Он несколько устал от воодушевления бармена, но тот просил не искать ужина на стороне, и Август решил — до еды оставалось еще часа полтора — медленно прогуляться к Вокзальной площади. Выпитая водка странным образом погасила голод. Второй стаканчик он уже пил в вокзальном ресторане, сидя перед огромным раскрытым окном с видом на улетающую стрелу железнодорожного моста.
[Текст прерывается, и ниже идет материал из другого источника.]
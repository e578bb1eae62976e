//! Integration tests for end-to-end tokenization.
//!
//! These tests drive the public API the way a parser would: build a lexer
//! from source, pull tokens one at a time or as a whole sequence, and
//! render them for debugging.

use tokenizer::{
    lexer::{
        lexer::{tokenize, tokenize_strict, Lexer},
        tokens::{token_to_string, Token, TokenType},
    },
    render_error, Position,
};

const SAMPLES: [&str; 6] = [
    "",
    "abc 1ab alpha_omega",
    "aushf32342 9f23 <t> 239042n @*(#&$*( )(*)(&@*(#&{}@#}{:",
    "fn f(a: u8) {\n    // body\n    return \"x\\\"y\" + 'z';\n}\n",
    "\"never closed\n`~ é ... ,,",
    "\r\n\t 0o17.3 0b 0x.1 //\n//x",
];

fn non_end_values(tokens: &[Token]) -> String {
    tokens
        .iter()
        .filter(|token| token.ttype != TokenType::End)
        .map(|token| token.value.as_str())
        .collect()
}

#[test]
fn test_every_scan_ends_with_exactly_one_end() {
    for source in SAMPLES {
        let tokens = tokenize(source);

        assert_eq!(tokens.last().map(|token| token.ttype), Some(TokenType::End));
        assert_eq!(
            tokens
                .iter()
                .filter(|token| token.ttype == TokenType::End)
                .count(),
            1
        );
    }
}

#[test]
fn test_token_values_cover_source() {
    for source in SAMPLES {
        assert_eq!(non_end_values(&tokenize(source)), source);
    }
}

#[test]
fn test_scan_length_is_bounded_by_input() {
    for source in SAMPLES {
        assert!(tokenize(source).len() <= source.chars().count() + 1);
    }
}

#[test]
fn test_positions_match_source_offsets() {
    for source in SAMPLES {
        let lines: Vec<Vec<char>> = source
            .split_inclusive('\n')
            .map(|line| line.chars().collect())
            .collect();

        for token in tokenize(source) {
            let Some(Position { row, col }) = token.position else {
                continue;
            };
            let first = token.value.chars().next().unwrap();

            assert_eq!(lines[row - 1][col - 1], first, "token {}", token_to_string(&token));
        }
    }
}

#[test]
fn test_regression_fixture() {
    let tokens: Vec<(TokenType, String)> = Lexer::new("abc 1ab alpha_omega")
        .map(|token| (token.ttype, token.value))
        .collect();

    assert_eq!(
        tokens,
        vec![
            (TokenType::Sym, "abc".to_string()),
            (TokenType::Ws, " ".to_string()),
            (TokenType::Num, "1ab".to_string()),
            (TokenType::Ws, " ".to_string()),
            (TokenType::Sym, "alpha_omega".to_string()),
            (TokenType::End, "EOF".to_string()),
        ]
    );
}

#[test]
fn test_comment_wins_over_operator() {
    let first = Lexer::new("// not op").next().unwrap();

    assert_eq!(first.ttype, TokenType::Com);
    assert_eq!(first.value, "// not op");
}

#[test]
fn test_escaped_quote_keeps_string_open() {
    let source = "\"a\\\\\\\"b\"";
    let tokens = tokenize(source);

    assert_eq!(tokens.len(), 2);
    assert_eq!(tokens[0].ttype, TokenType::Str);
    assert_eq!(tokens[0].value, source);
}

#[test]
fn test_row_and_column_of_second_line() {
    let tokens = tokenize("ab\ncd");
    let cd = tokens.iter().find(|token| token.value == "cd").unwrap();

    assert_eq!(cd.position, Some(Position::new(2, 1)));
}

#[test]
fn test_unknown_character_fallback() {
    let tokens = tokenize("`");

    assert_eq!(tokens.len(), 2);
    assert_eq!(tokens[0].ttype, TokenType::Unk);
    assert_eq!(tokens[0].value, "`");
    assert_eq!(tokens[1].ttype, TokenType::End);
}

#[test]
fn test_demo_input_rendering() {
    let rendered: Vec<String> = tokenize("<t> 239042n @*(")
        .iter()
        .map(token_to_string)
        .collect();

    assert_eq!(
        rendered,
        vec![
            "Pnc\t[\"<\"]\t(1, 1)",
            "Sym\t[\"t\"]\t(1, 2)",
            "Pnc\t[\">\"]\t(1, 3)",
            "Ws\t[\" \"]\t(1, 4)",
            "Num\t[\"239042\"]\t(1, 5)",
            "Sym\t[\"n\"]\t(1, 11)",
            "Ws\t[\" \"]\t(1, 12)",
            "Op\t[\"@*\"]\t(1, 13)",
            "Pnc\t[\"(\"]\t(1, 15)",
            "End\t[\"EOF\"]",
        ]
    );
}

#[test]
fn test_strict_error_renders_against_source() {
    let source = "let a = 1;\nlet b = `;\n";
    let error = tokenize_strict(source.to_string(), Some("demo.src".to_string())).unwrap_err();

    assert_eq!(*error.get_position(), Position::new(2, 9));
    assert_eq!(
        render_error(&error, source),
        "Error: UnrecognisedToken\n-> demo.src:2:9\n  |\n2 | let b = `;\n  | --------^\n"
    );
}

#[test]
fn test_fresh_lexer_rescans_identically() {
    let source = SAMPLES[3];

    assert_eq!(tokenize(source), Lexer::new(source).collect::<Vec<_>>());
}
Когда он поднялся, чтобы вернуться в отель, неожиданно появившийся официант с телефоном в руке протянул ему трубку: “Вам звонок, сэр”. — “Мне?! Но откуда вы знаете, КТО я?!” — “Вы Август, сэр?” — “Безусловно”.— “Тогда возьмите трубку”. “Слушай внимательно,— начал Валька,— и, если можно, не задавай кретинских вопросов. Когда увидишь Вебстера, тоже постарайся их не задавать. Вернемся к нашему последнему разговору. Слушай. Когда мы думаем об истории или, скажем точнее, об одном историческом событии, то думаем о нем только в отношении времени. То есть как о том, чего не было ни до, ни после того, как оно случилось. Что же касается пространства этого события, то оно всегда определено, будь то мир, Европа, Город или какое угодно другое место. Теперь постараемся себе представить, что какое-то историческое событие происходит не во всем своем географическом пространстве, а только в каких-то ТОЧ-

КАХ. Что это за точки?” — “Такими точками могут быть только ОТДЕЛЬНЫЕ СОЗНАНИЯ, Валя, но этот разговор тебя разорит”.— “Без этих точек все пространство истории превращается в белое пятно, место, где ничего не произошло”. “Понятно,— решился Август, — ты — одна из таких точек, Мальчик — другая и так далее”. — “Не забудь себя! — засмеялся Валька (Августу не понравился его смех). — Ты слишком засиделся в своем благоразумном Лондоне, не пора ли размяться (он, по-видимому, уже забыл, что Август — в Городе, и по его же просьбе)”. — “Каждый из моих друзей упорно хочет, чтобы я сошел с ума его образом, отказывая мне в праве на индивидуальное сумасшествие. Ладно, я готов попробовать твой, но пока позволь мне насладиться еще неведомым мне Городом. А как приедет Вебстер, послушаем, что он скажет. Пока, Валька”.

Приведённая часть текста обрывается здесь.